▶ [Task prompt]: Check every line of the data and copy the ones where "crate" appears.

Exercise data section start

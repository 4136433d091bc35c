//! Group dispatch.
//!
//! A [`GroupHandler`] is a static table describing one kind of group: its
//! header shape, which attributes may appear in its body and how each is
//! read, and an optional check run when the body closes. Supporting a new
//! attribute in a group is one more [`Rule`] in its table.

use std::collections::HashMap;
use std::fmt;

use tracing::trace;

use super::kind::AttrKind;
use crate::ast::{Attr, Group, ValueNode};
use crate::error::{DotlibError, Result};
use crate::syntax::{HeaderSpec, Parser, Span, ValueReader};

/// How often an attribute may appear in one group body.
#[derive(Debug, Clone, Copy, PartialEq, Eq)]
pub enum Occurrence {
    /// At most once; a second occurrence is an error
    Unique,
    /// Any number of times, kept in order
    Repeated,
}

/// Statement shape of an attribute.
#[derive(Debug, Clone, Copy)]
pub enum Syntax {
    /// `name : value ;`
    Simple(ValueReader),
    /// `name ( header ) ;`
    Complex(&'static HeaderSpec),
    /// `name ( header ) { ... }`
    Group(&'static GroupHandler),
}

/// One entry of a group's attribute table.
#[derive(Debug, Clone, Copy)]
pub struct Rule {
    pub kind: AttrKind,
    pub occurrence: Occurrence,
    pub syntax: Syntax,
}

impl Rule {
    pub const fn simple(kind: AttrKind, reader: ValueReader) -> Self {
        Self {
            kind,
            occurrence: Occurrence::Unique,
            syntax: Syntax::Simple(reader),
        }
    }

    pub const fn complex(kind: AttrKind, header: &'static HeaderSpec) -> Self {
        Self {
            kind,
            occurrence: Occurrence::Unique,
            syntax: Syntax::Complex(header),
        }
    }

    pub const fn group(kind: AttrKind, handler: &'static GroupHandler) -> Self {
        Self {
            kind,
            occurrence: Occurrence::Unique,
            syntax: Syntax::Group(handler),
        }
    }

    /// Allow the attribute any number of times.
    pub const fn repeated(self) -> Self {
        Self {
            occurrence: Occurrence::Repeated,
            ..self
        }
    }
}

/// Cross-attribute check run when a group body closes.
pub type EndCheck = fn(&GroupBuilder) -> std::result::Result<(), String>;

/// Static description of one kind of group.
pub struct GroupHandler {
    /// Name used in log output
    pub name: &'static str,
    pub header: &'static HeaderSpec,
    pub rules: &'static [Rule],
    pub check: Option<EndCheck>,
}

impl fmt::Debug for GroupHandler {
    fn fmt(&self, f: &mut fmt::Formatter<'_>) -> fmt::Result {
        f.debug_struct("GroupHandler")
            .field("name", &self.name)
            .field("rules", &self.rules.len())
            .finish()
    }
}

impl GroupHandler {
    pub fn rule(&self, kind: AttrKind) -> Option<&Rule> {
        self.rules.iter().find(|rule| rule.kind == kind)
    }
}

/// Accumulates the body of one group while it is being parsed.
///
/// A fresh builder is created for every group, so nothing carries over
/// between sibling groups of the same kind.
#[derive(Debug)]
pub struct GroupBuilder {
    kind: AttrKind,
    handler: &'static GroupHandler,
    attrs: Vec<Attr>,
    /// Name span of the first occurrence of each unique attribute
    slots: HashMap<AttrKind, Span>,
}

impl GroupBuilder {
    pub fn begin(kind: AttrKind, handler: &'static GroupHandler) -> Self {
        Self {
            kind,
            handler,
            attrs: Vec::new(),
            slots: HashMap::new(),
        }
    }

    /// Parse the attribute `kind` whose name was read at `span`.
    pub fn dispatch(&mut self, parser: &mut Parser<'_>, kind: AttrKind, span: Span) -> Result<()> {
        let Some(rule) = self.handler.rule(kind).copied() else {
            return Err(parser.fail(DotlibError::UnexpectedAttribute {
                span,
                kind,
                group: self.kind.name(),
            }));
        };
        if rule.occurrence == Occurrence::Unique {
            if let Some(&previous) = self.slots.get(&kind) {
                return Err(parser.fail(DotlibError::DuplicateAttribute { span, kind, previous }));
            }
        }
        trace!(group = self.kind.name(), attr = kind.name(), "dispatch");

        let attr = match rule.syntax {
            Syntax::Simple(reader) => parser.parse_simple_attribute(kind, span, reader)?,
            Syntax::Complex(header) => parser.parse_complex_attribute(kind, span, header)?,
            Syntax::Group(handler) => Attr::group(parser.parse_group_statement(kind, span, handler)?),
        };
        if rule.occurrence == Occurrence::Unique {
            self.slots.insert(kind, span);
        }
        self.attrs.push(attr);
        Ok(())
    }

    /// Run the handler's end check.
    pub fn end(&self) -> std::result::Result<(), String> {
        match self.handler.check {
            Some(check) => check(self),
            None => Ok(()),
        }
    }

    /// Whether `kind` has been read into this group.
    pub fn has(&self, kind: AttrKind) -> bool {
        self.attrs.iter().any(|attr| attr.kind == kind)
    }

    /// Build the group node.
    pub fn finish(self, name_span: Span, header: ValueNode, span: Span) -> Group {
        Group {
            kind: self.kind,
            name_span,
            header,
            attrs: self.attrs,
            span,
        }
    }
}
//! Header and element readers.
//!
//! A header is the parenthesized value list after a complex attribute or
//! group name. Each [`HeaderSpec`] fixes how many elements the list holds
//! and which [`ValueReader`] reads each position. Reading goes through a
//! [`HeaderReader`] in three steps: [`HeaderReader::begin`] at `(`,
//! [`HeaderReader::read`] once per element, [`HeaderReader::end`] at `)`.
//! Element-count mismatches are reported by `end` with the span of the
//! whole header.

use crate::ast::enums::{DelayModel, Direction, Technology, TimingSense, TimingType, VarType};
use crate::ast::{Value, ValueNode};
use crate::catalog::AttrKind;
use crate::error::{DotlibError, Result};

use super::parser::Parser;
use super::span::Span;

/// How to read one value.
#[derive(Debug, Clone, Copy, PartialEq, Eq)]
pub enum ValueReader {
    Bool,
    Int,
    Float,
    Str,
    /// Whitespace separated names in one string
    StrVector,
    /// Comma separated integers in one string
    IntVector,
    /// Comma separated numbers in one string
    FloatVector,
    Technology,
    DelayModel,
    Direction,
    TimingSense,
    TimingType,
    VarType,
    /// Arithmetic expression up to the statement's `;`
    Expr,
    /// Boolean function in a string
    Function,
}

impl ValueReader {
    /// Read one value for attribute `kind`.
    pub fn read(self, parser: &mut Parser<'_>, kind: AttrKind) -> Result<ValueNode> {
        match self {
            ValueReader::Bool => parser.read_bool(kind),
            ValueReader::Int => parser.read_int(),
            ValueReader::Float => parser.read_float(),
            ValueReader::Str => parser.read_string(),
            ValueReader::StrVector => parser.read_str_vector(),
            ValueReader::IntVector => parser.read_int_vector(),
            ValueReader::FloatVector => parser.read_float_vector(),
            ValueReader::Technology => parser.read_keyword::<Technology>(kind, Value::Technology),
            ValueReader::DelayModel => parser.read_keyword::<DelayModel>(kind, Value::DelayModel),
            ValueReader::Direction => parser.read_keyword::<Direction>(kind, Value::Direction),
            ValueReader::TimingSense => parser.read_keyword::<TimingSense>(kind, Value::TimingSense),
            ValueReader::TimingType => parser.read_keyword::<TimingType>(kind, Value::TimingType),
            ValueReader::VarType => parser.read_keyword::<VarType>(kind, Value::VarType),
            ValueReader::Expr => parser.read_expr_value(),
            ValueReader::Function => parser.read_function(),
        }
    }
}

/// Shape of a header.
#[derive(Debug)]
pub enum HeaderSpec {
    /// Exactly one element per reader, in order
    Fixed(&'static [ValueReader]),
    /// One or more elements, all read the same way
    List(ValueReader),
}

impl HeaderSpec {
    fn reader_at(&self, index: usize) -> Option<ValueReader> {
        match self {
            HeaderSpec::Fixed(readers) => readers.get(index).copied(),
            HeaderSpec::List(reader) => Some(*reader),
        }
    }

    /// Whether `count` elements satisfy this shape.
    pub fn accepts(&self, count: usize) -> bool {
        match self {
            HeaderSpec::Fixed(readers) => readers.len() == count,
            HeaderSpec::List(_) => count >= 1,
        }
    }

    /// Description of the expected element count for messages.
    pub fn expected(&self) -> String {
        match self {
            HeaderSpec::Fixed([]) => "no element".to_string(),
            HeaderSpec::Fixed([_]) => "1 element".to_string(),
            HeaderSpec::Fixed(readers) => format!("{} elements", readers.len()),
            HeaderSpec::List(_) => "at least 1 element".to_string(),
        }
    }
}

pub static EMPTY: HeaderSpec = HeaderSpec::Fixed(&[]);
pub static STR: HeaderSpec = HeaderSpec::Fixed(&[ValueReader::Str]);
pub static TECHNOLOGY: HeaderSpec = HeaderSpec::Fixed(&[ValueReader::Technology]);
pub static FLOAT_VECTOR: HeaderSpec = HeaderSpec::Fixed(&[ValueReader::FloatVector]);
pub static INT_VECTOR: HeaderSpec = HeaderSpec::Fixed(&[ValueReader::IntVector]);
pub static STR_STR: HeaderSpec = HeaderSpec::Fixed(&[ValueReader::Str, ValueReader::Str]);
pub static STR_INT: HeaderSpec = HeaderSpec::Fixed(&[ValueReader::Str, ValueReader::Int]);
pub static STR_FLOAT: HeaderSpec = HeaderSpec::Fixed(&[ValueReader::Str, ValueReader::Float]);
pub static FLOAT_FLOAT: HeaderSpec = HeaderSpec::Fixed(&[ValueReader::Float, ValueReader::Float]);
pub static FLOAT_STR: HeaderSpec = HeaderSpec::Fixed(&[ValueReader::Float, ValueReader::Str]);
pub static INT_FLOAT: HeaderSpec = HeaderSpec::Fixed(&[ValueReader::Int, ValueReader::Float]);
pub static STR_STR_STR: HeaderSpec = HeaderSpec::Fixed(&[ValueReader::Str, ValueReader::Str, ValueReader::Str]);
pub static STR_STR_INT: HeaderSpec = HeaderSpec::Fixed(&[ValueReader::Str, ValueReader::Str, ValueReader::Int]);
pub static FLOAT_FLOAT_STR: HeaderSpec =
    HeaderSpec::Fixed(&[ValueReader::Float, ValueReader::Float, ValueReader::Str]);
pub static STR_LIST: HeaderSpec = HeaderSpec::List(ValueReader::Str);
pub static FLOAT_VECTOR_LIST: HeaderSpec = HeaderSpec::List(ValueReader::FloatVector);

/// Reader state for one header.
#[derive(Debug)]
pub struct HeaderReader {
    spec: &'static HeaderSpec,
    open: Span,
    values: Vec<ValueNode>,
}

impl HeaderReader {
    /// Start a header whose `(` is at `open`.
    pub fn begin(spec: &'static HeaderSpec, open: Span) -> Self {
        Self {
            spec,
            open,
            values: Vec::new(),
        }
    }

    /// Read element `index`. Elements past the end of a fixed shape are
    /// consumed and dropped so that `end` can report the full count.
    pub fn read(&mut self, parser: &mut Parser<'_>, kind: AttrKind, index: usize) -> Result<()> {
        match self.spec.reader_at(index) {
            Some(reader) => {
                let value = reader.read(parser, kind)?;
                self.values.push(value);
            }
            None => parser.skip_value()?,
        }
        Ok(())
    }

    /// Finish at the `)` located at `close`, having read `count` elements.
    pub fn end(self, parser: &mut Parser<'_>, close: Span, count: usize) -> Result<ValueNode> {
        let span = self.open.merge(close);
        if !self.spec.accepts(count) {
            return Err(parser.fail(DotlibError::Arity {
                span,
                expected: self.spec.expected(),
                found: count,
            }));
        }
        Ok(ValueNode::new(Value::Complex(self.values), span))
    }
}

Exercise data section end

▶ [Exercise answer]:
use crate::ast::{Attr, Group, ValueNode};
use crate::error::{DotlibError, Result};
use crate::syntax::{HeaderSpec, Parser, Span, ValueReader};
use crate::ast::enums::{DelayModel, Direction, Technology, TimingSense, TimingType, VarType};
use crate::ast::{Value, ValueNode};
use crate::catalog::AttrKind;
use crate::error::{DotlibError, Result};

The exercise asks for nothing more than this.